En uno de sus textos Guillén expresó: “Hay veces en que pienso, mirando la obra de gobierno que está llevando a cabo el general Machado, que este señor se ha formado un concepto especial de sus funciones como Primer Magistrado de la nación […]; tiene uno la sensación de que no ha habido un cambio de poderes, constitucional y republicano, sino un cambio de régimen, la inauguración de un sistema distinto, el establecimiento de una monarquía en la que el rey (Machado) tiene empeño de gobernar haciendo su soberana voluntad […] animando la vida del país con un soplo desconocido de una vida distinta, en la que todo es diverso, menos la tradicional baratez a que siempre ha vendido todos sus artículos un establecimiento como La Gran Señora, el consuelo de los pobres camagüeyanos”.

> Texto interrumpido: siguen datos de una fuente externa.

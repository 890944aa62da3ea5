//! famplan configuration.
//!
//! Settings come from `~/.config/famplan/config.toml` (created with every
//! option commented out on first run), overridden by `FAMPLAN_*` environment
//! variables such as `FAMPLAN_BACKEND=http`.

use std::path::{Path, PathBuf};
use std::str::FromStr;

use chrono::Duration;
use chrono_tz::Tz;
use config::{Config, Environment, File};
use serde::{Deserialize, Serialize};

use crate::error::{PlannerError, PlannerResult};
use crate::event::set_day_zone;
use crate::roster::{FamilyMember, Roster};

static DEFAULT_DATA_DIR: &str = "~/famplan";
static DEFAULT_SERVER_URL: &str = "http://localhost:3000";
static DEFAULT_BIND: &str = "0.0.0.0:3000";
static DEFAULT_SESSION_TIMEOUT: &str = "30m";

fn default_data_dir() -> PathBuf {
    PathBuf::from(DEFAULT_DATA_DIR)
}

fn default_server_url() -> String {
    DEFAULT_SERVER_URL.to_string()
}

fn default_bind() -> String {
    DEFAULT_BIND.to_string()
}

fn default_session_timeout() -> String {
    DEFAULT_SESSION_TIMEOUT.to_string()
}

/// Where events are kept.
#[derive(Debug, Clone, Copy, Default, PartialEq, Eq, Serialize, Deserialize)]
#[serde(rename_all = "lowercase")]
pub enum Backend {
    /// JSON file in the data directory
    #[default]
    File,
    /// A famplan server at `server_url`
    Http,
}

impl FromStr for Backend {
    type Err = String;

    fn from_str(s: &str) -> Result<Self, Self::Err> {
        match s.to_ascii_lowercase().as_str() {
            "file" => Ok(Backend::File),
            "http" | "server" => Ok(Backend::Http),
            other => Err(format!("Unknown backend '{}'. Expected file or http", other)),
        }
    }
}

#[derive(Debug, Deserialize, Clone)]
pub struct PlannerConfig {
    /// Directory holding events.json and session.json
    #[serde(default = "default_data_dir")]
    pub data_dir: PathBuf,

    #[serde(default)]
    pub backend: Backend,

    /// Base URL of the famplan server (http backend)
    #[serde(default = "default_server_url")]
    pub server_url: String,

    /// Address famplan-server listens on
    #[serde(default = "default_bind")]
    pub bind: String,

    /// How long a login lasts, e.g. "30m" or "12h". "off" disables expiry.
    #[serde(default = "default_session_timeout")]
    pub session_timeout: String,

    /// IANA zone stored timestamps are read in, e.g. "Asia/Seoul".
    /// Defaults to the system's local zone.
    #[serde(default)]
    pub time_zone: Option<String>,

    /// Family roster. Empty means the built-in family.
    #[serde(default)]
    pub members: Vec<FamilyMember>,
}

impl PlannerConfig {
    pub fn config_path() -> PlannerResult<PathBuf> {
        let config_dir = dirs::config_dir()
            .ok_or_else(|| PlannerError::Config("Could not determine config directory".into()))?
            .join("famplan");

        Ok(config_dir.join("config.toml"))
    }

    /// Load the user's config, creating a commented default on first run.
    pub fn load() -> PlannerResult<Self> {
        let config_path = Self::config_path()?;

        if !config_path.exists() {
            Self::create_default_config(&config_path)?;
        }

        Self::load_from(&config_path)
    }

    /// Load from a specific file (which may be missing) plus the environment.
    pub fn load_from(path: &Path) -> PlannerResult<Self> {
        Config::builder()
            .add_source(File::from(path).required(false))
            .add_source(Environment::with_prefix("FAMPLAN"))
            .build()
            .map_err(|e| PlannerError::Config(e.to_string()))?
            .try_deserialize()
            .map_err(|e| PlannerError::Config(e.to_string()))
    }

    pub fn data_path(&self) -> PathBuf {
        let full_path_str = shellexpand::tilde(&self.data_dir.to_string_lossy()).into_owned();

        PathBuf::from(full_path_str)
    }

    pub fn roster(&self) -> Roster {
        if self.members.is_empty() {
            Roster::default()
        } else {
            Roster::new(self.members.clone())
        }
    }

    /// Parsed session timeout. `None` means sessions never expire.
    pub fn session_timeout(&self) -> PlannerResult<Option<Duration>> {
        let raw = self.session_timeout.trim();
        if matches!(raw, "off" | "never" | "0") {
            return Ok(None);
        }

        let parsed = humantime::parse_duration(raw).map_err(|e| {
            PlannerError::Config(format!("Invalid session_timeout '{}': {}", raw, e))
        })?;
        let timeout = Duration::from_std(parsed)
            .map_err(|e| PlannerError::Config(format!("session_timeout out of range: {}", e)))?;

        Ok(Some(timeout))
    }

    pub fn time_zone(&self) -> PlannerResult<Option<Tz>> {
        let Some(raw) = self.time_zone.as_deref() else {
            return Ok(None);
        };

        raw.trim()
            .parse::<Tz>()
            .map(Some)
            .map_err(|e| PlannerError::Config(format!("Invalid time_zone '{}': {}", raw, e)))
    }

    /// Make the configured zone the one calendar days are read in.
    pub fn apply_time_zone(&self) -> PlannerResult<()> {
        if let Some(zone) = self.time_zone()? {
            set_day_zone(zone);
        }
        Ok(())
    }

    /// Create a default config file with all options commented out.
    pub fn create_default_config(path: &Path) -> PlannerResult<()> {
        let contents = format!(
            "\
# famplan configuration

# Where events.json and the login session live:
# data_dir = \"{DEFAULT_DATA_DIR}\"

# Event backend: \"file\" (local JSON) or \"http\" (a famplan server)
# backend = \"file\"
# server_url = \"{DEFAULT_SERVER_URL}\"

# Address for famplan-server:
# bind = \"{DEFAULT_BIND}\"

# How long a login lasts (\"off\" to never expire):
# session_timeout = \"{DEFAULT_SESSION_TIMEOUT}\"

# Zone for reading stored timestamps and for \"today\" (defaults to the system zone):
# time_zone = \"Asia/Seoul\"

# Family members (defaults to the built-in family when omitted):
# [[members]]
# id = \"mom\"
# name = \"Mom\"
# avatar = \"👩\"
# color = \"bg-indigo-400\"
# passcode = \"222\"
"
        );

        if let Some(parent) = path.parent() {
            std::fs::create_dir_all(parent).map_err(|e| {
                PlannerError::Config(format!("Could not create config directory: {e}"))
            })?;
        }

        std::fs::write(path, contents)
            .map_err(|e| PlannerError::Config(format!("Could not write config file: {e}")))?;

        Ok(())
    }
}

Y el 26 del mes mencionado, reconoció la insostenibilidad de un periodismo crítico: “Ahora, lo mejor es no hablar. Y si acaso se hace […], referirse a cosas inofensivas […]: el cielo azul, los peces de colores, las estrellas, las aves, la Cueva del Casino Campestre […], el catarro que según el cable tiene ahora el rey de Inglaterra, Jorge V… En fin, cosas de esa naturaleza que como debe comprender el lector no pueden incomodar a nadie.

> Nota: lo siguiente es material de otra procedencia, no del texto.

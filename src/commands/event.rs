use anyhow::{Context, Result};
use chrono::NaiveDate;
use famplan_core::{Event, EventDraft, TimeOfDay};
use owo_colors::OwoColorize;

use crate::backend::Planner;
use crate::render::{Render, day_label};

/// Changes requested by `famplan edit`
pub struct EventEdit {
    pub title: Option<String>,
    pub date: Option<NaiveDate>,
    pub time: Option<TimeOfDay>,
    pub clear_time: bool,
}

impl EventEdit {
    fn apply_to(self, event: &mut Event) {
        if let Some(title) = self.title {
            event.title = title;
        }
        if let Some(date) = self.date {
            event.date = date;
        }
        if self.clear_time {
            event.time = None;
        } else if let Some(time) = self.time {
            event.time = Some(time);
        }
    }
}

pub async fn add(
    planner: &Planner,
    title: String,
    date: NaiveDate,
    time: Option<TimeOfDay>,
    id: Option<String>,
) -> Result<()> {
    let session = planner.require_session()?;

    let mut draft = EventDraft::new(title, date).with_owner(&session.member.id, &session.member.color);
    draft.time = time;
    draft.id = id;

    let events = planner.store.create(draft).await?;

    // Stores append, so the new event is last
    match events.last() {
        Some(event) => println!("{} {} {}", "+".green(), day_label(event.date), event.render()),
        None => println!("{} Event created", "+".green()),
    }

    Ok(())
}

pub async fn edit(planner: &Planner, id: &str, changes: EventEdit) -> Result<()> {
    planner.require_session()?;

    let mut event = find_event(planner, id).await?;
    changes.apply_to(&mut event);
    planner.store.update(event.clone()).await?;

    println!("{} {} {}", "~".yellow(), day_label(event.date), event.render());
    Ok(())
}

pub async fn remove(planner: &Planner, id: &str) -> Result<()> {
    planner.require_session()?;

    let event = find_event(planner, id).await?;
    planner.store.remove(id).await?;

    println!("{} {} {}", "-".red(), day_label(event.date), event.render());
    Ok(())
}

async fn find_event(planner: &Planner, id: &str) -> Result<Event> {
    planner
        .store
        .list()
        .await
        .context("Failed to load events")?
        .into_iter()
        .find(|e| e.id == id)
        .with_context(|| format!("Event '{}' not found", id))
}

#[cfg(test)]
mod tests {
    use super::*;

    fn event() -> Event {
        EventDraft::new("Dentist", NaiveDate::from_ymd_opt(2024, 3, 5).unwrap())
            .with_id("1")
            .with_time("14:00".parse().unwrap())
            .into_event(String::new)
    }

    #[test]
    fn test_edit_keeps_unchanged_fields() {
        let mut event = event();
        EventEdit {
            title: Some("Orthodontist".to_string()),
            date: None,
            time: None,
            clear_time: false,
        }
        .apply_to(&mut event);

        assert_eq!(event.title, "Orthodontist");
        assert_eq!(event.date, NaiveDate::from_ymd_opt(2024, 3, 5).unwrap());
        assert_eq!(event.time.as_ref().map(TimeOfDay::as_str), Some("14:00"));
        assert_eq!(event.id, "1");
    }

    #[test]
    fn test_edit_can_clear_time() {
        let mut event = event();
        EventEdit {
            title: None,
            date: None,
            time: None,
            clear_time: true,
        }
        .apply_to(&mut event);

        assert_eq!(event.time, None);
    }
}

“Sin embargo, hay veces que uno se aburre y quisiera emprenderla contra todo bicho viviente que encontrara en el camino, contra la injusticia, contra la tiranía y contra el diablo y el infierno juntos.

“Pero, la discreción es un poder moderador excelente”.

Cuatro días más tarde Nicolás Guillén dijo adiós definitivamente a Pisto Manchego, si bien continuó en el diario hasta 1926. Luego se trasladó a la capital del país e inició un fructífero andar como poeta, periodista y militante comunista.

La editorial Letras Cubanas compiló en tres volúmenes los trabajos publicados en la sección desde marzo de 1924 hasta agosto de 1925. /granma.cu

Cronología literaria y periodística

Años 20: Publica sus primeros versos en las revistas Camagüey Gráfico y Orto. En su ciudad natal dirige la revista Lys y labora en El Camagüeyano.

Años 30: Ven la luz sus poemarios Motivos de son y Sóngoro cosongo. Además, West Indies, Ltd. y Cantos para soldados y sones para turistas; asimismo, los versos de España. Poema en cuatro angustias y una esperanza. Trabaja en la revista Mediodía. Colabora con el periódico Hoy.

Años 40: Publica en Argentina el libro El son entero. Junto con otros intelectuales comunistas funda en La Habana la revista Gaceta del Caribe.

Años 50: Da a conocer su Elegía a Jesús Menéndez, Las coplas de Juan Descalzo y Elegía cubana. También La paloma de vuelo popular y el soneto Che Guevara.

Años 60-80: Entre otros volúmenes y escritos, publica Prosa de prisa (textos periodísticos, crónicas, comentarios), Poemas de amor, Tengo, Antología mayor, El gran zoo, Cuatro canciones para el Che, La rueda dentada,el Diario que a diario, Por el mar de las Antillas anda un barco de papel y Páginas vueltas (memorias).

Desde 1961 y hasta su fallecimiento, en 1989, presidió la Unión de Escritores y Artistas de Cuba. En 1983 recibió el Premio Nacional de Literatura.